Just a few years ago I decided that I didn't want to spend so much time
under the hood and got myself a newer vehicle.  Another consideration
played in after talking with a fellow customer at a muffler repair shop.
 (I had a coupon which got me the muffler replacement for free.)  This
guy asked me to guess the year of his car.  He'd picked the right person
for this question because I never pay attention to years, makes, and
models and had no idea at all.  From the absence of rust (a major cause
of new cars here in the snowy, salty north) and the sheen still in the
paint, I guessed it was about five years old.  It was over twenty.  The
secret, he told me, was that he washed his car every week, including
during the winter, and kept his car in a garage.

This brought me to ask myself, What's better: buying a series of cars
all of which end up in a junk yard and eventually partially recycled
(just the major pieces of metal), the rest going into a landfill? ... or
buying one car and making it last?  I concluded that environmentally,
economically, and aesthetically the answer was the latter.  With the
price of a car, even a beater, having gone up so much in recent decades,
it just makes sense not to have to buy another vehicle every few years.

I still prefer to walk rather than drive, but as long as it's necessary
to have a car, I believe, like any other tool (which, essentially, a car
is), it needs and deserves care.


> It isn't the car that is the problem it is the attitude and architecture
> about cars that is the problem. If all you can see is garage fronts when you
> look down the street of course it is a problem, but there are other ways to
> deal with cars then to punish them.

I agree here too.  Putting the garage door on the side of the house is
one solution.  It should also be integrated into the overall design and
appearance of the building, not appearing from the street as a separate
wing of the building.


> Do you really want to see your brand new Prius out in the sun getting baked
> and cracked or how about a little acid rain for the car's finish?

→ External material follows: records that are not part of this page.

impl Orchestrator {
    pub fn new() -> Self {
        Self {
            observer: Observer::new(),
        }
    }

    pub fn subscribe(&self) -> tokio::sync::broadcast::Receiver<OrchestratorEvent> {
        self.observer.subscribe()
    }

    /// Runs the full pipeline to completion, or to the point
    /// cancellation was observed. `transport` is `None` for a live run
    /// that hasn't configured a source system yet.
    pub async fn run(
        &self,
        config: &ErpConfig,
        transport: Option<Arc<dyn Transport>>,
        checkpoint: Arc<dyn CheckpointStore>,
        cancel: CancellationToken,
    ) -> ForensicReport {
        let mode = match config.mode {
            RunMode::Live => ExtractionMode::Live,
            RunMode::Offline => ExtractionMode::Offline,
        };
        let ctx: Arc<ExtractionContext<dyn Transport>> = Arc::new(ExtractionContext::new(mode, transport));

        let mut registry = ExtractorRegistry::new();
        extractors::bootstrap(&mut registry);

        let mut results: BTreeMap<String, ExtractorResult> = BTreeMap::new();

        self.run_phase1_system_info(&registry, &ctx, &mut results).await;
        self.run_phase2_data_dictionary(&registry, &ctx, &mut results).await;

        if !cancel.is_cancelled() {
            self.run_phase3_extraction(&registry, &ctx, config, checkpoint.as_ref(), &cancel, &mut results)
                .await;
        }

        let combined_tables = combine_process_evidence_tables(&results);
        let process_mining = self.run_phase4_process_mining(&combined_tables);
        let modules_without_interpretation = run_phase5_configuration_interpretation(&registry);
        let gap_report = self.run_phase6_gap_analysis(&ctx, &registry, &results, &modules_without_interpretation);
        let confidence = score_confidence(&ctx, &registry, &gap_report);

        tracing::info!(
            overall = confidence.overall,
            grade = confidence.grade.as_str(),
            "forensic run complete"
        );

        ForensicReport {
            generated_at: Utc::now(),
            system: system_summary(&results),
            coverage: ctx.tracker().system_report(),
            modules: module_summaries(&registry, &results),
            process_mining,
            catalog: build_catalog(&results, &combined_tables),
            gaps: gap_report,
            confidence,
        }
    }

    async fn run_phase1_system_info(
        &self,
        registry: &ExtractorRegistry,
        ctx: &Arc<ExtractionContext<dyn Transport>>,
        results: &mut BTreeMap<String, ExtractorResult>,
    ) {
        self.observer.progress("system_info", 0, 1, Some(SYSTEM_INFO_ID.to_string()));
        let extractor = registry.build(SYSTEM_INFO_ID).expect("system info extractor registered at bootstrap");
        let result = extractor.extract(ctx).await;
        self.report_completion(SYSTEM_INFO_ID, &result);
        results.insert(SYSTEM_INFO_ID.to_string(), result);
        self.observer.progress("system_info", 1, 1, None);
    }

    async fn run_phase2_data_dictionary(
        &self,
        registry: &ExtractorRegistry,
        ctx: &Arc<ExtractionContext<dyn Transport>>,
        results: &mut BTreeMap<String, ExtractorResult>,
    ) {
        self.observer.progress("data_dictionary", 0, 1, Some(DATA_DICTIONARY_ID.to_string()));
        let extractor = registry
            .build(DATA_DICTIONARY_ID)
            .expect("data dictionary extractor registered at bootstrap");
        let result = extractor.extract(ctx).await;
        self.report_completion(DATA_DICTIONARY_ID, &result);
        if let ExtractorResult::Ok(output) = &result {
            ctx.set_data_dictionary(extractors::data_dictionary::build_data_dictionary(output));
        }
        results.insert(DATA_DICTIONARY_ID.to_string(), result);
        self.observer.progress("data_dictionary", 1, 1, None);
    }

    /// Bounded-concurrency fan-out over every extractor except the two
    /// phase-1/2 singletons, respecting the configured module allow-list
    /// and resuming any extractor the checkpoint store already has
    /// complete (spec §5 concurrency bound, §9 resume semantics).
    async fn run_phase3_extraction(
        &self,
        registry: &ExtractorRegistry,
        ctx: &Arc<ExtractionContext<dyn Transport>>,
        config: &ErpConfig,
        checkpoint: &dyn CheckpointStore,
        cancel: &CancellationToken,
        results: &mut BTreeMap<String, ExtractorResult>,
    ) {
        let phase3_ids: Vec<String> = registry
            .extractor_ids()
            .iter()
            .filter(|id| id.as_str() != SYSTEM_INFO_ID && id.as_str() != DATA_DICTIONARY_ID)
            .filter(|id| config.modules.is_empty() || config.modules.contains(id.as_str()))
            .cloned()
            .collect();
        let total = phase3_ids.len();
        let mut completed = 0usize;

        let checkpoint_progress = checkpoint.progress().await;
        let semaphore = Arc::new(tokio::sync::Semaphore::new(config.concurrency.max(1)));
        let mut join_set = tokio::task::JoinSet::new();

        for extractor_id in phase3_ids {
            if cancel.is_cancelled() {
                break;
            }

            let already_complete = checkpoint_progress.get(&extractor_id).map(|p| p.complete).unwrap_or(false);
            if already_complete {
                if let Some(cached) = checkpoint.load(&extractor_id, "output").await {
                    if let Ok(output) = serde_json::from_value(cached) {
                        let result = ExtractorResult::Ok(output);
                        self.report_completion(&extractor_id, &result);
                        completed += 1;
                        self.observer.progress("extraction", completed, total, Some(extractor_id.clone()));
                        results.insert(extractor_id, result);
                        continue;
                    }
                }
            }

            let Some(extractor) = registry.build(&extractor_id) else {
                continue;
            };
            let ctx = ctx.clone();
            let semaphore = semaphore.clone();
            join_set.spawn(async move {
                let _permit = semaphore.acquire_owned().await.expect("semaphore is never closed");
                let result = extractor.extract(&ctx).await;
                (extractor_id, result)
            });
        }

        while let Some(joined) = join_set.join_next().await {
            match joined {
                Ok((extractor_id, result)) => {
                    self.report_completion(&extractor_id, &result);
                    if let ExtractorResult::Ok(output) = &result {
                        let value = serde_json::to_value(output).unwrap_or(Value::Null);
                        checkpoint.save(&extractor_id, "output", value).await;
                    }
                    completed += 1;
                    self.observer.progress("extraction", completed, total, Some(extractor_id.clone()));
                    results.insert(extractor_id, result);
                }
                Err(join_error) => {
                    tracing::error!(error = %join_error, "extraction task did not complete");
                    self.observer.error(None, format!("extraction task panicked: {join_error}"));
                }
            }
        }
    }

    fn report_completion(&self, extractor_id: &str, result: &ExtractorResult) {
        let succeeded = matches!(result, ExtractorResult::Ok(_));
        self.observer.extractor_complete(extractor_id, succeeded);
        if let ExtractorResult::Error(message) = result {
            self.observer.error(Some(extractor_id), message.clone());
        }
    }

    /// Folds the merged process-evidence tables into an event log per
    /// reference model and runs every analysis engine over it (spec
    /// §4.1.3 phase 4). Models with no matching evidence simply produce
    /// an empty log — a valid, zeroed result, not an error.
    fn run_phase4_process_mining(
        &self,
        combined_tables: &BTreeMap<String, Vec<Value>>,
    ) -> BTreeMap<String, ProcessIntelligenceReport> {
        let catalog = ReferenceModelCatalog::with_builtins();
        let engine = ProcessIntelligenceEngine::new();
        let mut reports = BTreeMap::new();

        for process_id in catalog.list_ids() {
            let config = ProcessEventConfig {
                process_id: process_id.clone(),
                table_mappings: process_evidence_table_mappings(),
            };
            let log = build_event_log(&config, combined_tables);
            let model = catalog.get(&process_id);
            let report = engine.analyze(&process_id, &log, model, &[]);
            reports.insert(process_id, report);
        }

        reports
    }

    fn run_phase6_gap_analysis(
        &self,
        ctx: &ExtractionContext<dyn Transport>,
        registry: &ExtractorRegistry,
        results: &BTreeMap<String, ExtractorResult>,
        modules_without_interpretation: &BTreeSet<String>,
    ) -> erp_gap_analysis::GapReport {
        let tracker = ctx.tracker();
        let coverage_records = tracker.all_records();

        let known_tables: BTreeSet<String> = ctx
            .data_dictionary()
            .map(|d| d.known_table_names().into_iter().collect())
            .unwrap_or_default();

        let mut critical_tables = BTreeSet::new();
        for id in registry.extractor_ids() {
            if let Some(extractor) = registry.build(id) {
                for table in extractor.expected_tables() {
                    if table.critical {
                        critical_tables.insert(table.name);
                    }
                }
            }
        }

        let rfc_only_extractors_skipped: Vec<String> = coverage_records
            .iter()
            .filter(|r| r.status == CoverageStatus::Skipped)
            .filter(|r| r.detail.reason.as_deref().unwrap_or_default().to_lowercase().contains("rfc"))
            .map(|r| r.extractor_id.clone())
            .collect::<BTreeSet<_>>()
            .into_iter()
            .collect();

        let unreachable_destinations: Vec<String> = results
            .get("INTERFACES")
            .and_then(|r| r.output())
            .map(|output| {
                output
                    .rows("RFCDES")
                    .iter()
                    .filter(|row| row.get("reachable").and_then(Value::as_bool) == Some(false))
                    .filter_map(|row| row.get("rfcdest").and_then(Value::as_str).map(String::from))
                    .collect()
            })
            .unwrap_or_default();

        let input = GapAnalysisInput {
            coverage_records,
            known_tables,
            critical_tables,
            rfc_only_extractors_skipped,
            missing_domain_indicators: Vec::new(),
            change_documents_present: matches!(results.get(CHANGE_DOCUMENTS_ID), Some(ExtractorResult::Ok(_))),
            usage_statistics_present: matches!(results.get(USAGE_STATISTICS_ID), Some(ExtractorResult::Ok(_))),
            workflows_present: matches!(results.get(WORKFLOWS_ID), Some(ExtractorResult::Ok(_))),
            interface_extractor_present: matches!(results.get("INTERFACES"), Some(ExtractorResult::Ok(_))),
            unreachable_destinations,
            modules_without_interpretation: modules_without_interpretation.iter().cloned().collect(),
        };

        let mut analyzer = GapAnalyzer::new();
        analyzer.analyse(&input).clone()
    }
}
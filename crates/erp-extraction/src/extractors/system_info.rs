//! Phase 1: identifies the release, database, and installed
//! components of the source system. Runs exactly once, before every
//! other extractor.

use async_trait::async_trait;
use erp_coverage::TableExpectation;
use serde_json::json;

use crate::extractor::{BaseExtractor, ExtractHelper, ExtractorError, ExtractorIdentity, ExtractorOutput};
use crate::transport::ReadOptions;

pub struct SystemInfoExtractor;

#[async_trait]
impl BaseExtractor for SystemInfoExtractor {
    fn identity(&self) -> ExtractorIdentity {
        ExtractorIdentity {
            extractor_id: super::SYSTEM_INFO_ID.into(),
            name: "System Information".into(),
            module: "core".into(),
            category: "system".into(),
        }
    }

    fn expected_tables(&self) -> Vec<TableExpectation> {
        vec![
            TableExpectation::new("T000", "client table").critical(),
            TableExpectation::new("PRPS", "WBS elements"),
            TableExpectation::new("TADIR", "repository objects"),
        ]
    }

    async fn extract_live(&self, helper: &ExtractHelper) -> Result<ExtractorOutput, ExtractorError> {
        let mut out = ExtractorOutput::new(super::SYSTEM_INFO_ID);
        let t000 = helper.read_table("T000", ReadOptions::default()).await?;
        let tadir = helper.try_read_table("TADIR", ReadOptions::default()).await;
        out.tables.insert("T000".into(), t000);
        out.tables.insert("TADIR".into(), tadir);
        out.metadata = json!({ "release": "unknown", "database": "unknown" });
        Ok(out)
    }

    async fn extract_offline(&self, helper: &ExtractHelper) -> Result<ExtractorOutput, ExtractorError> {
        let mut out = ExtractorOutput::new(super::SYSTEM_INFO_ID);
        let t000 = helper.offline_rows("T000", vec![json!({"client": "100", "name": "PRODUCTION"})]);
        let tadir = helper.offline_rows(
            "TADIR",
            vec![json!({"object": "PROG", "name": "ZCUSTOM_01"})],
        );
        helper.skip_table("PRPS", "not applicable in offline fixture");
        out.tables.insert("T000".into(), t000);
        out.tables.insert("TADIR".into(), tadir);
        out.metadata = json!({
            "release": "S/4HANA 2022",
            "database": "HANA",
            "components": ["FI", "CO", "MM", "SD"],
        });
        Ok(out)
    }
}

#[cfg(test)]
mod tests {
    use super::*;
    use crate::extractor::ExtractorResult;
    use erp_coverage::{ExtractionContext, ExtractionMode};
    use crate::transport::Transport;

    #[tokio::test]
    async fn offline_extraction_reports_coverage_for_declared_tables() {
        let ctx: ExtractionContext<dyn Transport> = ExtractionContext::new(ExtractionMode::Offline, None);
        let result = SystemInfoExtractor.extract(&ctx).await;
        assert!(matches!(result, ExtractorResult::Ok(_)));
        let report = ctx.tracker().report(super::super::SYSTEM_INFO_ID);
        assert_eq!(report.extracted, 2);
        assert_eq!(report.skipped, 1);
    }
}
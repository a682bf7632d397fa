//! Background batch job runs (TBTCO-style) — `status`-class rows
//! consumed by the event log builder.

use async_trait::async_trait;
use erp_coverage::TableExpectation;
use serde_json::json;

use crate::extractor::{BaseExtractor, ExtractHelper, ExtractorError, ExtractorIdentity, ExtractorOutput};
use crate::transport::ReadOptions;

pub struct BatchJobsExtractor;

#[async_trait]
impl BaseExtractor for BatchJobsExtractor {
    fn identity(&self) -> ExtractorIdentity {
        ExtractorIdentity {
            extractor_id: super::BATCH_JOBS_ID.into(),
            name: "Batch Jobs".into(),
            module: "BC".into(),
            category: "process_evidence".into(),
        }
    }

    fn expected_tables(&self) -> Vec<TableExpectation> {
        vec![TableExpectation::new("TBTCO", "batch job control table")]
    }

    async fn extract_live(&self, helper: &ExtractHelper) -> Result<ExtractorOutput, ExtractorError> {
        let mut out = ExtractorOutput::new(super::BATCH_JOBS_ID);
        out.tables.insert("TBTCO".into(), helper.read_table("TBTCO", ReadOptions::default()).await?);
        Ok(out)
    }

    async fn extract_offline(&self, helper: &ExtractHelper) -> Result<ExtractorOutput, ExtractorError> {
        let mut out = ExtractorOutput::new(super::BATCH_JOBS_ID);
        let rows = vec![json!({
            "case_id": "SO-1001", "job_name": "Z_INVOICE_RUN", "status": "Clear Invoice",
            "start_time": "2024-01-12T09:00:00Z", "end_time": "2024-01-12T09:05:00Z", "user": "SYSTEM"
        })];
        out.tables.insert("TBTCO".into(), helper.offline_rows("TBTCO", rows));
        Ok(out)
    }
}
//! Configuration loading (spec §9 ambient configuration): mode,
//! concurrency, module allow-list, checkpoint settings, and log level,
//! layered as env > TOML file > defaults.

pub mod config;
pub mod env;
pub mod schema;

pub use config::{default_config_path, load_config, load_from_file, validate_config};
pub use env::apply_env_overrides;
pub use schema::{CheckpointSection, ConfigError, ErpConfig, RunMode};
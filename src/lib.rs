pub mod audio;
pub mod engine;
pub mod error;
pub mod events;
pub mod gm;
pub mod notes;
pub mod settings;
pub mod timing;
pub mod ui;

pub use engine::{LoadOutcome, LoaderJob, Phase, Session, spawn_loader};
pub use settings::{Layout, Settings};
pub use timing::{Partition, Timeline};
pub use ui::SyncApp;
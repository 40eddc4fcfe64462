use std::path::Path;

use serde::{Deserialize, Serialize};
use tracing::{info, warn};

use super::{AudioRenderer, AudioTrack, OnsetDetector};
use crate::error::AudioRenderError;

/// What to do when the score cannot be rendered to audio.
#[derive(Debug, Clone, Copy, Default, PartialEq, Eq, Serialize, Deserialize)]
pub enum RenderFailurePolicy {
    /// The session fails and can only be quit.
    #[default]
    Abort,
    /// Play the visuals without audio, using an offset of zero.
    ZeroOffset,
}

#[derive(Debug, Clone)]
pub struct Resolved {
    pub audio: Option<AudioTrack>,
    /// Seconds to add to every timeline event before comparing it with
    /// elapsed playback time.
    pub offset: f64,
    pub audio_onset: f64,
    pub midi_onset: f64,
    /// Why the session runs without audio, if it does.
    pub degraded: Option<String>,
}

pub fn compute_offset(audio_onset: f64, midi_onset: f64) -> f64 {
    audio_onset - midi_onset
}

/// Renders `midi_path`, finds the first onset in the result and aligns it
/// with `midi_onset`, the time of the first note-on in the timeline.
pub fn resolve(
    renderer: &dyn AudioRenderer,
    detector: &dyn OnsetDetector,
    midi_path: &Path,
    midi_onset: f64,
    policy: RenderFailurePolicy,
) -> Result<Resolved, AudioRenderError> {
    info!("Converting MIDI to audio...");
    let rendered = renderer
        .render(midi_path)
        .and_then(|wav| Ok(AudioTrack::open(&wav)?));

    let audio = match (rendered, policy) {
        (Ok(audio), _) => audio,
        (Err(err), RenderFailurePolicy::Abort) => return Err(err),
        (Err(err), RenderFailurePolicy::ZeroOffset) => {
            warn!("Continuing without audio: {}", err);
            return Ok(Resolved {
                audio: None,
                offset: 0.0,
                audio_onset: 0.0,
                midi_onset,
                degraded: Some(err.to_string()),
            });
        }
    };

    info!("Calculating audio/MIDI offset...");
    let onsets = detector.detect(&audio.mono(), audio.sample_rate());
    let audio_onset = onsets.first().copied().unwrap_or(0.0);
    let offset = compute_offset(audio_onset, midi_onset);
    info!("Audio/MIDI offset: {:.3}s", offset);

    Ok(Resolved {
        audio: Some(audio),
        offset,
        audio_onset,
        midi_onset,
        degraded: None,
    })
}

#[cfg(test)]
mod tests {
    use super::*;
    use std::path::PathBuf;

    struct WavFixture(PathBuf);

    impl AudioRenderer for WavFixture {
        fn render(&self, _midi: &Path) -> Result<PathBuf, AudioRenderError> {
            Ok(self.0.clone())
        }
    }

    struct Broken;

    impl AudioRenderer for Broken {
        fn render(&self, midi: &Path) -> Result<PathBuf, AudioRenderError> {
            Err(AudioRenderError::MissingOutput(midi.with_extension("wav")))
        }
    }

    struct FixedOnsets(Vec<f64>);

    impl OnsetDetector for FixedOnsets {
        fn detect(&self, _samples: &[f32], _sample_rate: u32) -> Vec<f64> {
            self.0.clone()
        }
    }

    fn fixture() -> (tempfile::TempDir, PathBuf) {
        let dir = tempfile::tempdir().unwrap();
        let path = dir.path().join("render.wav");
        let spec = hound::WavSpec {
            channels: 1,
            sample_rate: 8_000,
            bits_per_sample: 32,
            sample_format: hound::SampleFormat::Float,
        };
        let mut writer = hound::WavWriter::create(&path, spec).unwrap();
        for _ in 0..800 {
            writer.write_sample(0.0f32).unwrap();
        }
        writer.finalize().unwrap();
        (dir, path)
    }

    #[test]
    fn offset_is_audio_onset_minus_midi_onset() {
        let (_dir, wav) = fixture();
        let resolved = resolve(
            &WavFixture(wav),
            &FixedOnsets(vec![0.5, 0.9]),
            Path::new("score.mid"),
            0.2,
            RenderFailurePolicy::Abort,
        )
        .unwrap();

        assert!((resolved.offset - 0.3).abs() < 1e-9);
        assert_eq!(resolved.audio_onset, 0.5);
        assert!(resolved.audio.is_some());
        assert!(resolved.degraded.is_none());
    }

    #[test]
    fn missing_onset_counts_as_zero() {
        let (_dir, wav) = fixture();
        let resolved = resolve(
            &WavFixture(wav),
            &FixedOnsets(vec![]),
            Path::new("score.mid"),
            1.25,
            RenderFailurePolicy::Abort,
        )
        .unwrap();

        assert_eq!(resolved.audio_onset, 0.0);
        assert_eq!(resolved.offset, -1.25);
    }

    #[test]
    fn render_failure_aborts_by_default() {
        let result = resolve(
            &Broken,
            &FixedOnsets(vec![0.5]),
            Path::new("score.mid"),
            0.0,
            RenderFailurePolicy::default(),
        );
        assert!(result.is_err());
    }

    #[test]
    fn render_failure_can_degrade_to_zero_offset() {
        let resolved = resolve(
            &Broken,
            &FixedOnsets(vec![0.5]),
            Path::new("score.mid"),
            0.4,
            RenderFailurePolicy::ZeroOffset,
        )
        .unwrap();

        assert_eq!(resolved.offset, 0.0);
        assert!(resolved.audio.is_none());
        assert!(resolved.degraded.is_some());
    }

    #[test]
    fn undecodable_output_is_a_render_failure() {
        let dir = tempfile::tempdir().unwrap();
        let bogus = dir.path().join("bogus.wav");
        std::fs::write(&bogus, b"RIFF? no").unwrap();

        let err = resolve(
            &WavFixture(bogus),
            &FixedOnsets(vec![]),
            Path::new("score.mid"),
            0.0,
            RenderFailurePolicy::Abort,
        )
        .unwrap_err();
        assert!(matches!(err, AudioRenderError::Decode(_)));
    }
}
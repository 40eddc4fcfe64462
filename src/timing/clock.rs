use std::time::{Duration, Instant};

/// Monotonic time source read once per frame.
#[derive(Debug, Clone, Copy)]
pub struct MonotonicClock {
    origin: Instant,
}

impl MonotonicClock {
    pub fn new() -> Self {
        Self {
            origin: Instant::now(),
        }
    }

    pub fn now(&self) -> Duration {
        self.origin.elapsed()
    }
}

impl Default for MonotonicClock {
    fn default() -> Self {
        Self::new()
    }
}

/// Elapsed playback time measured from the moment playback started.
#[derive(Debug, Clone, Copy, Default)]
pub struct PlaybackClock {
    anchor: Option<Duration>,
}

impl PlaybackClock {
    /// Sets the zero point. Later calls are ignored.
    pub fn anchor(&mut self, now: Duration) {
        if self.anchor.is_none() {
            self.anchor = Some(now);
        }
    }

    pub fn elapsed(&self, now: Duration) -> Option<f64> {
        self.anchor
            .map(|anchor| now.saturating_sub(anchor).as_secs_f64())
    }
}

#[cfg(test)]
mod tests {
    use super::*;

    #[test]
    fn elapsed_is_measured_from_the_first_anchor() {
        let mut clock = PlaybackClock::default();
        assert_eq!(clock.elapsed(Duration::from_secs(3)), None);

        clock.anchor(Duration::from_millis(1500));
        clock.anchor(Duration::from_millis(9000));

        assert_eq!(clock.elapsed(Duration::from_millis(2000)), Some(0.5));
        assert_eq!(clock.elapsed(Duration::from_millis(1000)), Some(0.0));
    }
}
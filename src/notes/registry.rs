use super::shapes::{NoteShape, NoteStart};

#[derive(Debug, Clone, Copy, PartialEq, Eq)]
pub enum Lifecycle {
    Active,
    Releasing,
    Finished,
}

/// Scope a note-off is matched within, besides its pitch.
#[derive(Debug, Clone, Copy, PartialEq, Eq)]
pub enum MatchKey {
    Channel(u8),
    /// `None` when the note-off's track of origin is unknown; it then
    /// matches on pitch alone.
    Track(Option<usize>),
}

#[derive(Debug, Clone)]
pub struct ActiveNote<S> {
    pitch: u8,
    channel: u8,
    track: Option<usize>,
    start_time: f64,
    end_time: Option<f64>,
    state: Lifecycle,
    shape: S,
}

impl<S> ActiveNote<S> {
    pub fn pitch(&self) -> u8 {
        self.pitch
    }

    pub fn channel(&self) -> u8 {
        self.channel
    }

    pub fn track(&self) -> Option<usize> {
        self.track
    }

    pub fn start_time(&self) -> f64 {
        self.start_time
    }

    pub fn end_time(&self) -> Option<f64> {
        self.end_time
    }

    pub fn state(&self) -> Lifecycle {
        self.state
    }

    pub fn shape(&self) -> &S {
        &self.shape
    }

    fn matches(&self, pitch: u8, key: MatchKey) -> bool {
        if self.state != Lifecycle::Active || self.pitch != pitch {
            return false;
        }
        match key {
            MatchKey::Channel(channel) => self.channel == channel,
            MatchKey::Track(Some(track)) => self.track == Some(track),
            MatchKey::Track(None) => true,
        }
    }
}

/// Owns every note that is sounding or fading, in insertion order.
#[derive(Debug)]
pub struct NoteRegistry<S> {
    notes: Vec<ActiveNote<S>>,
}

impl<S> Default for NoteRegistry<S> {
    fn default() -> Self {
        Self { notes: Vec::new() }
    }
}

impl<S: NoteShape> NoteRegistry<S> {
    pub fn new() -> Self {
        Self::default()
    }

    /// Adds a new active note. Notes of the same pitch are never merged.
    pub fn begin(&mut self, start: NoteStart, shape: S) -> &ActiveNote<S> {
        self.notes.push(ActiveNote {
            pitch: start.pitch,
            channel: start.channel,
            track: start.track,
            start_time: start.at,
            end_time: None,
            state: Lifecycle::Active,
            shape,
        });
        &self.notes[self.notes.len() - 1]
    }

    /// Releases the oldest active note matching `pitch` within `key`.
    /// Returns `false`, touching nothing, when there is no such note.
    pub fn end(&mut self, pitch: u8, key: MatchKey, at: f64) -> bool {
        match self.notes.iter_mut().find(|n| n.matches(pitch, key)) {
            Some(note) => {
                note.state = Lifecycle::Releasing;
                note.end_time = Some(at);
                true
            }
            None => false,
        }
    }

    pub fn advance(&mut self, elapsed: f64) {
        for note in &mut self.notes {
            if note.state == Lifecycle::Finished {
                continue;
            }
            note.shape.update(elapsed, note.end_time);
            if note.state == Lifecycle::Releasing && note.shape.is_finished() {
                note.state = Lifecycle::Finished;
            }
        }
    }

    /// Drops finished notes. Call only once the frame that saw them
    /// finish has been presented.
    pub fn sweep(&mut self) -> usize {
        let before = self.notes.len();
        self.notes.retain(|n| n.state != Lifecycle::Finished);
        before - self.notes.len()
    }

    pub fn notes(&self) -> &[ActiveNote<S>] {
        &self.notes
    }

    pub fn len(&self) -> usize {
        self.notes.len()
    }

    pub fn is_empty(&self) -> bool {
        self.notes.is_empty()
    }
}
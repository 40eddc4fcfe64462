use cpal::traits::{DeviceTrait, HostTrait, StreamTrait};
use tracing::{info, warn};

use super::AudioTrack;
use crate::error::PlaybackError;

/// Plays a rendered track on the default output device until dropped.
pub struct AudioOutput {
    _stream: cpal::Stream,
}

impl AudioOutput {
    pub fn start(track: &AudioTrack) -> Result<Self, PlaybackError> {
        let host = cpal::default_host();
        let device = host.default_output_device().ok_or(PlaybackError::NoDevice)?;
        let config: cpal::StreamConfig = device.default_output_config()?.into();

        info!(
            "Audio output: {} channels, {} Hz",
            config.channels, config.sample_rate
        );

        let mut cursor = PlaybackCursor::new(
            track.clone(),
            config.channels as usize,
            config.sample_rate,
        );

        let stream = device.build_output_stream(
            &config,
            move |data: &mut [f32], _: &cpal::OutputCallbackInfo| cursor.fill(data),
            |err| warn!("Audio output error: {}", err),
            None,
        )?;
        stream.play()?;

        Ok(Self { _stream: stream })
    }
}

/// Read position into a track, stepping at the ratio between the track's
/// rate and the device's.
struct PlaybackCursor {
    track: AudioTrack,
    channels: usize,
    position: f64,
    step: f64,
}

impl PlaybackCursor {
    fn new(track: AudioTrack, channels: usize, output_rate: u32) -> Self {
        let step = if output_rate == 0 {
            1.0
        } else {
            track.sample_rate() as f64 / output_rate as f64
        };
        Self {
            track,
            channels: channels.max(1),
            position: 0.0,
            step,
        }
    }

    fn fill(&mut self, data: &mut [f32]) {
        for frame in data.chunks_mut(self.channels) {
            let index = self.position as usize;
            for (channel, sample) in frame.iter_mut().enumerate() {
                *sample = self.track.sample(index, channel);
            }
            self.position += self.step;
        }
    }
}

#[cfg(test)]
mod tests {
    use super::*;

    #[test]
    fn duplicates_mono_into_every_output_channel() {
        let track = AudioTrack::new(vec![0.1, 0.2, 0.3], 1, 48_000);
        let mut cursor = PlaybackCursor::new(track, 2, 48_000);

        let mut out = [0.0; 8];
        cursor.fill(&mut out);
        assert_eq!(out, [0.1, 0.1, 0.2, 0.2, 0.3, 0.3, 0.0, 0.0]);
    }

    #[test]
    fn steps_through_the_track_at_the_rate_ratio() {
        let track = AudioTrack::new(vec![0.0, 1.0, 2.0, 3.0], 1, 24_000);
        let mut cursor = PlaybackCursor::new(track, 1, 48_000);

        let mut out = [0.0; 6];
        cursor.fill(&mut out);
        assert_eq!(out, [0.0, 0.0, 1.0, 1.0, 2.0, 2.0]);
    }
}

Most people wouldn't leave a saw or pliers out in the elements.  A
vehicle is much more expensive to replace.  The sun and heat also bakes
the plastic and leather in the interior and all the rubber seals
everywhere, leading to leaks.

One morning several years ago I woke up to a car horn blaring for
several minutes nonstop.  I looked out the window to see who the jerk
was and found it was my own car.  A day or so later I found out that the
sun had baked the plastic on the steering wheel, shrinking it, and so
causing the thin metal strips inside the horn ring to make contact.  I
was told that this happens a lot (to people who park their cars in the
sun).  The only fix for it was to replace the entire horn ring, not a
cheap job.


>  ....
> 
> Is perimeter parking another form of forced intimacy?

Attached garages are nice for avoiding the snow and rain and tracking
less of those both into the house and into the car.  There almost a
necessity for doing almost any kind of repair work during the winter.
Even in warmer months it's nice not to have to schedule work days around
the rain.

Garages are also nice places to hang out... for guys anyway (and not
that we're being exclusive).  I wouldn't call it intimacy, but some of
the more memorable times in my life have been doing work with other
folks in the garage.  Then there was a time when my girlfriend parked
her pickup in the garage because it had a sofa in the bed.  ;)


> How about the other functions of a garage other than storing a car, like
> extra storage, messy work space, play space on a rainy day when you want the
> kids to stay close to the house.

The garage is also the most sensible place to keep mechanic's tools
(rather than having to lug them up from the basement).

And garage sales and garage parties.  Put the car in the drive, unfold
the ping pong table and invite the neighbors in.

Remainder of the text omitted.